DSOGaming: Before we begin, please introduce yourself to our readers.

Károly Zsolnai: My name is Károly Zsolnai ( http://cg.tuwien.ac.at/~zsolnai/ ), I graduated from the Budapest University of Technology and I am currently a PhD student at the Technical University of Vienna, where I spend most of my time teaching and inventing new techniques for photorealistic rendering and real-time graphics. There may be an infinite number of parallel universes, but there isn’t one with a job better than this!

DSOGaming: Can you share more details about Separable Subsurface Scattering?

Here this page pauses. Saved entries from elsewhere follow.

//! ゲーム設定モジュール
//!
//! ワールドの大きさや移動パラメータなど、セッション全体で共有される定数をまとめます。
//! ページ側からは部分的なJSONオブジェクトを渡せるようにしてあり、省略された項目は
//! デフォルト値で埋められます。

use serde::{Deserialize, Serialize};

use crate::error::GameError;

/// 送信レート制限に使うフレームレート
pub const TARGET_FPS: f64 = 60.0;

/// 1フレームの最小時間（ミリ秒）
pub const FRAME_MIN_TIME_MS: f64 = 1000.0 / TARGET_FPS;

/// ゲーム設定
#[derive(Debug, Clone, PartialEq, Serialize, Deserialize)]
#[serde(default, rename_all = "camelCase")]
pub struct GameConfig {
    /// 接続先サーバーURL
    pub server_url: String,
    /// Ping送信間隔（ミリ秒）
    pub ping_interval_ms: f64,
    /// ワールドの幅
    pub world_width: f64,
    /// ワールドの高さ
    pub world_height: f64,
    /// プレイヤーの半径
    pub player_radius: f64,
    /// 1ティックあたりの最大速度
    pub max_velocity: f64,
    /// 1ティックあたりの加速度
    pub acceleration: f64,
    /// 入力がない軸に掛ける減衰係数 (0, 1)
    pub friction: f64,
    /// ワールド境界線の太さ
    pub world_border_width: f64,
    /// ビューポートの幅（カメラの中心合わせに使用）
    pub viewport_width: f64,
    /// ビューポートの高さ
    pub viewport_height: f64,
}

impl Default for GameConfig {
    fn default() -> Self {
        Self {
            server_url: "ws://localhost:3000".to_string(),
            ping_interval_ms: 1000.0,
            world_width: 3000.0,
            world_height: 3000.0,
            player_radius: 32.0,
            max_velocity: 10.0,
            acceleration: 0.5,
            friction: 0.9,
            world_border_width: 20.0,
            viewport_width: 1280.0,
            viewport_height: 720.0,
        }
    }
}

impl GameConfig {
    /// JSON文字列から設定を読み込み、検証する
    pub fn from_json(json: &str) -> Result<Self, GameError> {
        let config: Self = serde_json::from_str(json)?;
        config.validate()?;
        Ok(config)
    }

    /// 設定値の整合性をチェック
    pub fn validate(&self) -> Result<(), GameError> {
        let numbers = [
            ("pingIntervalMs", self.ping_interval_ms),
            ("worldWidth", self.world_width),
            ("worldHeight", self.world_height),
            ("playerRadius", self.player_radius),
            ("maxVelocity", self.max_velocity),
            ("acceleration", self.acceleration),
            ("friction", self.friction),
        ];
        for (name, value) in numbers {
            if !value.is_finite() || value <= 0.0 {
                return Err(GameError::InvalidConfig(format!("{} must be a positive number, got {}", name, value)));
            }
        }

        if self.friction >= 1.0 {
            return Err(GameError::InvalidConfig(format!("friction must be below 1.0, got {}", self.friction)));
        }

        if self.player_radius * 2.0 >= self.world_width.min(self.world_height) {
            return Err(GameError::InvalidConfig(format!(
                "playerRadius {} does not fit inside a {}x{} world",
                self.player_radius, self.world_width, self.world_height
            )));
        }

        Ok(())
    }

    /// プレイヤー中心が取りうるX座標の範囲
    pub fn x_bounds(&self) -> (f64, f64) {
        (self.player_radius, self.world_width - self.player_radius)
    }

    /// プレイヤー中心が取りうるY座標の範囲
    pub fn y_bounds(&self) -> (f64, f64) {
        (self.player_radius, self.world_height - self.player_radius)
    }

    /// ワールドの中心座標
    pub fn world_center(&self) -> (f64, f64) {
        (self.world_width / 2.0, self.world_height / 2.0)
    }
}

KZs: Most rendering techniques in computer graphics represent the surfaces of objects as triangle meshes, and compute the interaction between light and matter taking into consideration only these surfaces. However, in reality, light penetrates the surface of many different materials, enters their volumes and undergoes potentially thousands of scattering events before finally being absorbed. The visual appearance of materials such as skin, plant leaves, marble, porcelain, and many more are dominated by this effect that we call subsurface scattering (SSS). In the image below, the bottom right close-up shows the appearance of human skin without taking this phenomenon into account and the image above it showcases the full SSS simulation with our technique – you can see that the silkiness and smoothness of the skin is comparable to the outputs of photorealistic renderers.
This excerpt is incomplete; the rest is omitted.